EXERCISE MATERIAL —
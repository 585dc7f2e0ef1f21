//! Synthetic reference engine
//!
//! Produces structurally valid VVC access units without doing any pixel
//! coding: parameter sets before every IDR, one slice NAL per picture, NAL
//! headers with proper types and temporal ids, and emulation-prevented
//! payloads carrying the picture's QP decisions and a luma digest. The output
//! is not decodable. It exercises everything around a real engine: picture
//! delay, lead/trail frames, flushing, two-pass statistics and the
//! reconstructed-picture callback.

use super::{Engine, ReconCallback};
use crate::annexb::access_unit_size;
use crate::config::Config;
use crate::error::{EngineFault, EngineResult};
use crate::frame::{Frame, OwnedFrame};
use crate::log::Logger;
use crate::nal::{AccessUnit, NalUnit, NalUnitType, SliceType};
use crate::rate_control::{ctu_grid, AdaptiveQp, FixedQp, PictureContext, QpAdvisor};
use std::collections::VecDeque;

/// Sample bit depth written into the sequence parameter set
const BIT_DEPTH: u8 = 10;

#[derive(Debug, Default, Clone, Copy)]
struct Stats {
    pictures: u64,
    bytes: u64,
    qp_sum: i64,
}

/// Engine that emits well-formed but non-decodable NAL units
pub struct SyntheticEngine {
    config: Config,
    advisor: Box<dyn QpAdvisor>,
    recon: Option<ReconCallback>,
    pass: u32,
    queue: VecDeque<OwnedFrame>,
    lead_remaining: u32,
    next_poc: i64,
    first_pass_activity: Vec<f64>,
    reference_activity: Option<f64>,
    stats: Stats,
}

impl SyntheticEngine {
    /// Create an engine whose advisor follows `config.adaptive_qp`
    pub fn new(config: Config, log: &Logger) -> EngineResult<Self> {
        let advisor: Box<dyn QpAdvisor> = if config.adaptive_qp {
            Box::new(AdaptiveQp)
        } else {
            Box::new(FixedQp)
        };
        Self::with_advisor(config, advisor, log)
    }

    pub fn with_advisor(
        config: Config,
        advisor: Box<dyn QpAdvisor>,
        log: &Logger,
    ) -> EngineResult<Self> {
        if config.intra_period == 0 || config.gop_size == 0 {
            return Err(EngineFault::new(
                "engine requires a normalized configuration",
            ));
        }

        log.verbose(format_args!(
            "synthetic engine {}x{} {:?}, GOP {}, intra period {}, lookahead {}",
            config.source_width,
            config.source_height,
            config.chroma_format(),
            config.gop_size,
            config.intra_period,
            lookahead(&config)
        ));

        let lead_remaining = config.lead_frames();
        Ok(Self {
            config,
            advisor,
            recon: None,
            pass: 0,
            queue: VecDeque::new(),
            lead_remaining,
            next_poc: 0,
            first_pass_activity: Vec::new(),
            reference_activity: None,
            stats: Stats::default(),
        })
    }

    fn code_picture(&mut self, pic: OwnedFrame, au: &mut AccessUnit, log: &Logger) -> EngineResult<()> {
        let poc = self.next_poc;
        self.next_poc += 1;

        let gop = self.config.gop_size;
        let intra = poc % self.config.intra_period as i64 == 0;
        let slice_type = if intra {
            SliceType::I
        } else if gop == 1 {
            SliceType::P
        } else {
            SliceType::B
        };
        let tid = temporal_layer(poc, gop);

        let decision = self.advisor.decide(&PictureContext {
            poc,
            slice_type,
            base_qp: self.config.qp,
            luma: pic.luma(),
            first_pass_activity: self.reference_activity,
        })?;

        let (cols, rows) = ctu_grid(self.config.source_width, self.config.source_height);
        if decision.ctu_qp.len() != (cols * rows) as usize {
            return Err(EngineFault::new(format!(
                "advisor returned {} CTU QPs for a {}x{} CTU grid",
                decision.ctu_qp.len(),
                cols,
                rows
            )));
        }

        if self.pass == 0 && self.config.num_passes == 2 {
            self.first_pass_activity.push(decision.visual_activity);
        }

        if intra {
            au.push(self.sps());
            au.push(self.pps(decision.qp));
        }

        let nal_type = if intra {
            NalUnitType::CodedSliceIdrNLp
        } else {
            NalUnitType::CodedSliceTrail
        };

        let mut rbsp = Vec::with_capacity(16 + decision.ctu_qp.len());
        rbsp.extend_from_slice(&(poc as u32).to_be_bytes());
        rbsp.push(slice_type as u8);
        rbsp.push(decision.qp as u8);
        rbsp.extend_from_slice(&(decision.ctu_qp.len() as u16).to_be_bytes());
        rbsp.extend(decision.ctu_qp.iter().map(|&qp| qp as u8));
        rbsp.extend_from_slice(&luma_digest(&pic).to_be_bytes());
        au.push(make_nal(nal_type, tid, rbsp));

        au.cts = pic.cts;
        au.dts = pic.cts;
        au.slice_type = slice_type;
        au.ref_pic = gop == 1 || tid < gop.trailing_zeros() as u8;
        au.temporal_layer = tid as u32;
        au.poc = poc;
        au.status = 0;

        let bytes = access_unit_size(au);
        au.info = format!(
            "POC {:4} TId: {:1} ( {}-SLICE, QP {:2} ) {:10} bits",
            poc,
            tid,
            slice_type.as_char(),
            decision.qp,
            bytes * 8
        );
        log.details(format_args!("{}", au.info));

        self.stats.pictures += 1;
        self.stats.bytes += bytes as u64;
        self.stats.qp_sum += decision.qp as i64;

        if let Some(callback) = self.recon.as_mut() {
            callback(&pic.view());
        }

        Ok(())
    }

    fn sps(&self) -> NalUnit {
        let cfg = &self.config;
        let mut rbsp = vec![0u8, cfg.chroma_format() as u8, BIT_DEPTH];
        rbsp.extend_from_slice(&cfg.source_width.to_be_bytes());
        rbsp.extend_from_slice(&cfg.source_height.to_be_bytes());
        rbsp.push(cfg.gop_size as u8);
        rbsp.extend_from_slice(&cfg.intra_period.to_be_bytes());
        make_nal(NalUnitType::Sps, 0, rbsp)
    }

    fn pps(&self, qp: i32) -> NalUnit {
        make_nal(NalUnitType::Pps, 0, vec![0, 0, qp as u8])
    }
}

/// Pictures held back before coding starts
fn lookahead(config: &Config) -> usize {
    (config.gop_size as usize - 1).max(config.trail_frames() as usize)
}

/// Temporal layer of a picture in a dyadic GOP
fn temporal_layer(poc: i64, gop: u32) -> u8 {
    if gop <= 1 {
        return 0;
    }
    let pos = (poc % gop as i64) as u32;
    if pos == 0 {
        0
    } else {
        (gop.trailing_zeros() - pos.trailing_zeros()) as u8
    }
}

fn luma_digest(pic: &OwnedFrame) -> u32 {
    pic.planes[0]
        .samples
        .iter()
        .fold(0u32, |acc, &s| acc.wrapping_mul(31).wrapping_add(s as u16 as u32))
}

/// Two-byte NAL header followed by the escaped payload with trailing bits
fn make_nal(nal_type: NalUnitType, temporal_id: u8, mut rbsp: Vec<u8>) -> NalUnit {
    rbsp.push(0x80);
    let mut nal = NalUnit {
        nal_type,
        temporal_id,
        payload: Vec::new(),
    };
    let header = nal.header();
    nal.payload.extend_from_slice(&header);
    nal.payload.extend(add_emulation_prevention(&rbsp));
    nal
}

/// Insert 0x03 wherever two zero bytes are followed by a byte <= 3
pub fn add_emulation_prevention(data: &[u8]) -> Vec<u8> {
    let mut result = Vec::with_capacity(data.len() + data.len() / 64 + 1);
    let mut zeros = 0;

    for &byte in data {
        if zeros == 2 && byte <= 3 {
            result.push(3);
            zeros = 0;
        }

        result.push(byte);
        if byte == 0 {
            zeros += 1;
        } else {
            zeros = 0;
        }
    }

    result
}

impl Engine for SyntheticEngine {
    fn init_pass(&mut self, pass: u32, log: &Logger) -> EngineResult<()> {
        if pass > 1 {
            return Err(EngineFault::new(format!("pass {} not supported", pass)));
        }

        if pass == 1 {
            let samples = &self.first_pass_activity;
            self.reference_activity = if samples.is_empty() {
                None
            } else {
                Some(samples.iter().sum::<f64>() / samples.len() as f64)
            };
        } else {
            self.first_pass_activity.clear();
            self.reference_activity = None;
        }

        self.pass = pass;
        self.queue.clear();
        self.lead_remaining = self.config.lead_frames();
        self.next_poc = 0;
        self.stats = Stats::default();

        log.verbose(format_args!(
            "starting pass {} (reference activity {:?})",
            pass, self.reference_activity
        ));
        Ok(())
    }

    fn encode_picture(
        &mut self,
        flush: bool,
        frame: Option<&Frame<'_>>,
        au: &mut AccessUnit,
        log: &Logger,
    ) -> EngineResult<bool> {
        if let Some(frame) = frame {
            if self.lead_remaining > 0 {
                self.lead_remaining -= 1;
                log.details(format_args!(
                    "lead frame {} consumed for filtering",
                    frame.sequence_number
                ));
                return Ok(false);
            }
            self.queue
                .push_back(OwnedFrame::copy_from(frame, self.config.chroma_format()));
        }

        if flush {
            let trail = self.config.trail_frames() as usize;
            if self.queue.len() > trail {
                if let Some(pic) = self.queue.pop_front() {
                    self.code_picture(pic, au, log)?;
                }
            }
            if self.queue.len() <= trail {
                if !self.queue.is_empty() {
                    log.details(format_args!("{} trail frames dropped", self.queue.len()));
                }
                self.queue.clear();
                return Ok(true);
            }
            return Ok(false);
        }

        if self.queue.len() > lookahead(&self.config) {
            if let Some(pic) = self.queue.pop_front() {
                self.code_picture(pic, au, log)?;
            }
        }

        Ok(false)
    }

    fn uninit(&mut self, log: &Logger) -> EngineResult<()> {
        if !self.queue.is_empty() {
            log.warning(format_args!(
                "{} pictures discarded without coding",
                self.queue.len()
            ));
        }
        self.queue.clear();
        self.recon = None;
        Ok(())
    }

    fn print_summary(&self, log: &Logger) {
        let stats = &self.stats;
        let avg_qp = if stats.pictures > 0 {
            stats.qp_sum as f64 / stats.pictures as f64
        } else {
            0.0
        };
        log.info(format_args!(
            "pass {}: {} pictures, {} bytes, average QP {:.2}",
            self.pass, stats.pictures, stats.bytes, avg_qp
        ));
    }

    fn set_recon_callback(&mut self, callback: Option<ReconCallback>) {
        self.recon = callback;
    }
}
async fn run(cli: Cli) -> anyhow::Result<()> {
    let Cli {
        command,
        api_key,
        base_url,
        json,
        save,
        content_moderation: moderate,
    } = cli;
    let output = Output { json, save };

    // Local commands and result-URL checks need no credentials.
    let command = match command {
        #[cfg(feature = "filters")]
        Commands::Filter(args) => return apply_filter(&args, output.json),
        Commands::Check { urls } => return check_urls(&HttpProber::new()?, urls, &output).await,
        command => command,
    };

    let client = build_client(api_key.as_deref(), base_url.as_deref())?;

    let request: OperationRequest = match command {
        Commands::Packshot(args) => {
            let mut req = PackshotRequest::new(read_image(&args.input)?)
                .with_background(args.background)
                .with_force_rmbg(args.force_rmbg)
                .with_content_moderation(moderate);
            if let Some(sku) = args.sku {
                req = req.with_sku(sku);
            }
            req.into()
        }
        Commands::Shadow(args) => {
            let [dx, dy] = pair(&args.offset);
            let mut req = ShadowRequest::new()
                .with_shadow_type(args.shadow_type.into())
                .with_shadow_color(args.color)
                .with_offset(dx, dy)
                .with_intensity(args.intensity)
                .with_content_moderation(moderate);
            req.image = Some(args.source.payload()?);
            if let Some(bg) = args.background {
                req = req.with_background(bg);
            }
            if let Some(blur) = args.blur {
                req = req.with_blur(blur);
            }
            req.into()
        }
        Commands::LifestyleText(args) => {
            let mut req = LifestyleTextRequest::new(read_image(&args.input)?, args.scene)
                .with_placement(args.placement.settings())
                .with_num_results(args.num_results)
                .with_sync(args.sync)
                .with_fast(!args.no_fast)
                .with_content_moderation(moderate);
            if let Some(exclude) = args.exclude {
                req = req.with_exclude_elements(exclude);
            }
            req.into()
        }
        Commands::LifestyleImage(args) => {
            LifestyleImageRequest::new(read_image(&args.input)?, read_image(&args.reference)?)
                .with_placement(args.placement.settings())
                .with_num_results(args.num_results)
                .with_sync(args.sync)
                .with_ref_influence(args.influence)
                .with_content_moderation(moderate)
                .into()
        }
        Commands::GenFill(args) => {
            let mut req =
                GenFillRequest::new(read_image(&args.input)?, read_image(&args.mask)?, args.prompt)
                    .with_num_results(args.num_results)
                    .with_sync(args.sync)
                    .with_content_moderation(moderate);
            if args.automatic_mask {
                req = req.with_mask_type(MaskType::Automatic);
            }
            if let Some(negative) = args.negative {
                req = req.with_negative_prompt(negative);
            }
            if let Some(seed) = args.seed {
                req = req.with_seed(seed);
            }
            req.into()
        }
        Commands::Erase(args) => {
            let req = match args.payload()? {
                adsnap::ImagePayload::Bytes(data) => EraseForegroundRequest::from_bytes(data),
                adsnap::ImagePayload::Url(url) => EraseForegroundRequest::from_url(url),
            };
            req.with_content_moderation(moderate).into()
        }
        Commands::Generate(args) => {
            let prompt = if args.enhance_prompt {
                let enhanced = client.enhance_prompt(&args.prompt).await;
                if !output.json {
                    println!("Prompt: {}", enhanced);
                }
                enhanced
            } else {
                args.prompt
            };

            let mut req = HdGenerateRequest::new(prompt)
                .with_model_version(args.model_version)
                .with_num_results(args.num_results)
                .with_aspect_ratio(args.aspect_ratio)
                .with_sync(!args.asynchronous)
                .with_enhance_image(args.enhance_image)
                .with_content_moderation(moderate);
            if let Some(seed) = args.seed {
                req = req.with_seed(seed);
            }
            if let Some(negative) = args.negative {
                req = req.with_negative_prompt(negative);
            }
            if let Some(steps) = args.steps {
                req = req.with_steps(steps);
            }
            if let Some(guidance) = args.guidance {
                req = req.with_guidance(guidance);
            }
            if let Some(medium) = args.medium {
                req = req.with_medium(medium.into());
            }
            req.into()
        }
        Commands::Enhance { prompt } => {
            let enhanced = client.enhance_prompt(&prompt).await;
            if output.json {
                let result = serde_json::json!({
                    "original": prompt,
                    "enhanced": enhanced,
                });
                println!("{}", serde_json::to_string_pretty(&result)?);
            } else {
                println!("{}", enhanced);
            }
            return Ok(());
        }
        Commands::Check { urls } => {
            return check_urls(client.prober(), urls, &output).await;
        }
        #[cfg(feature = "filters")]
        Commands::Filter(args) => {
            return apply_filter(&args, output.json);
        }
        Commands::AdSet(args) => {
            return run_ad_set(&client, args, &output).await;
        }
    };

    let mut session = StudioSession::new(client);
    let result = session.execute(&request).await?.clone();
    output.report(session.client().prober(), request.kind().as_str(), &result).await
}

YOUR GOAL — For the records above, state how many lines include "EraseForegroundRequest", giving no more than the number.

REPLY TO THE EXERCISE — 2